EPA proposes to add Anaconda Mine site to National Priorities List
Today, the U.S. Environmental Protection Agency (EPA) announced it is proposing to add the Anaconda Copper Mine site in Lyon County, Nev., to the Superfund program’s National Priorities List. Today’s proposal is the first step in a process to make the site eligible to receive federal funding for a long-term, permanent cleanup.
“We have been working to address the contamination at the Anaconda Mine since 2001,” said Alexis Strauss, EPA’s Acting Regional Administrator for the Pacific Southwest in a press release. “EPA welcomes public input on the proposal and we look forward to continuing our collaborative work with BLM, the State of Nevada and local officials, tribal governments and the Lyon County community.”
“This public notice in the Federal Register is an anticipated next step in the process to secure federal funds to help with remediation of the Anaconda mine site,” said Kay Scherer, Interim Director of the Department of Conservation and Natural Resources in a press release. “We are pleased to see that the site – which remains fully under control – has been recognized and included on the list of proposed national priorities, as it demonstrates that the U.S. EPA acknowledges the site is on track to proceed with corrective action.”

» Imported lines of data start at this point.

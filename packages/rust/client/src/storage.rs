//! Resource Manager: storage accounts in the subscription.

use serde::{Deserialize, Serialize};
use tracing::instrument;

use cloudgraph_shared::Result;

use crate::{Api, AzureClient, Tags};

const STORAGE_API_VERSION: &str = "2019-06-01";

#[derive(Debug, Clone, Default, PartialEq, Serialize, Deserialize)]
#[serde(default)]
pub struct StorageSku {
    #[serde(skip_serializing_if = "Option::is_none")]
    pub name: Option<String>,
    #[serde(skip_serializing_if = "Option::is_none")]
    pub tier: Option<String>,
}

/// Service endpoints; absent services are omitted.
#[derive(Debug, Clone, Default, PartialEq, Serialize, Deserialize)]
#[serde(default)]
pub struct StorageEndpoints {
    #[serde(skip_serializing_if = "Option::is_none")]
    pub blob: Option<String>,
    #[serde(skip_serializing_if = "Option::is_none")]
    pub dfs: Option<String>,
    #[serde(skip_serializing_if = "Option::is_none")]
    pub file: Option<String>,
    #[serde(skip_serializing_if = "Option::is_none")]
    pub queue: Option<String>,
    #[serde(skip_serializing_if = "Option::is_none")]
    pub table: Option<String>,
    #[serde(skip_serializing_if = "Option::is_none")]
    pub web: Option<String>,
}

impl StorageEndpoints {
    /// Present endpoints, in a fixed service order.
    pub fn urls(&self) -> Vec<&str> {
        [&self.blob, &self.dfs, &self.file, &self.queue, &self.table, &self.web]
            .into_iter()
            .filter_map(|url| url.as_deref())
            .collect()
    }
}

#[derive(Debug, Clone, Default, PartialEq, Serialize, Deserialize)]
#[serde(default, rename_all = "camelCase")]
pub struct StorageAccountProperties {
    #[serde(skip_serializing_if = "Option::is_none")]
    pub provisioning_state: Option<String>,
    #[serde(skip_serializing_if = "Option::is_none")]
    pub primary_endpoints: Option<StorageEndpoints>,
    #[serde(skip_serializing_if = "Option::is_none")]
    pub supports_https_traffic_only: Option<bool>,
    #[serde(skip_serializing_if = "Option::is_none")]
    pub allow_blob_public_access: Option<bool>,
    #[serde(skip_serializing_if = "Option::is_none")]
    pub minimum_tls_version: Option<String>,
    #[serde(skip_serializing_if = "Option::is_none")]
    pub is_hns_enabled: Option<bool>,
}

#[derive(Debug, Clone, Default, PartialEq, Serialize, Deserialize)]
#[serde(default)]
pub struct StorageAccount {
    #[serde(skip_serializing_if = "Option::is_none")]
    pub id: Option<String>,
    #[serde(skip_serializing_if = "Option::is_none")]
    pub name: Option<String>,
    #[serde(rename = "type", skip_serializing_if = "Option::is_none")]
    pub resource_type: Option<String>,
    #[serde(skip_serializing_if = "Option::is_none")]
    pub location: Option<String>,
    #[serde(skip_serializing_if = "Option::is_none")]
    pub tags: Option<Tags>,
    #[serde(skip_serializing_if = "Option::is_none")]
    pub kind: Option<String>,
    #[serde(skip_serializing_if = "Option::is_none")]
    pub sku: Option<StorageSku>,
    pub properties: StorageAccountProperties,
}

impl AzureClient {
    #[instrument(skip_all)]
    pub async fn iterate_storage_accounts<F>(&self, each: F) -> Result<usize>
    where
        F: FnMut(StorageAccount) -> Result<()>,
    {
        let url = self.management_url(&format!(
            "/subscriptions/{}/providers/Microsoft.Storage/storageAccounts?api-version={STORAGE_API_VERSION}",
            self.subscription_id()?
        ));
        self.iterate_pages(Api::Management, url, each).await
    }
}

“The BLM agrees with both EPA and the State that the site warrants attention,” said John Ruhs, Bureau of Land Management Nevada State Director in a press release. “The BLM looks forward to continuing to work collaboratively with the EPA and the State of Nevada on this issue.”
The State, EPA and potentially responsible parties have made significant progress in studying, characterizing and in some instances, cleaning up portions of the Anaconda Copper Mine site. Listing the site will allow access to funding, and development of a comprehensive plan to address the contamination.
The Comprehensive Environmental Response, Compensation and Liability Act (CERCLA), the law establishing the Superfund program, requires EPA to update the NPL at least annually and clean up hazardous waste sites to protect human health with the goal of returning them to productive use. The Superfund program has provided important benefits for people and the environment since Congress established the program in 1980. Those benefits are both direct and indirect, and include reduction of threats to human health and ecological systems in the vicinity of Superfund sites, improvement of the economic conditions and quality of life in communities affected by hazardous waste sites, prevention of future releases of hazardous substances, and advances in science and technology.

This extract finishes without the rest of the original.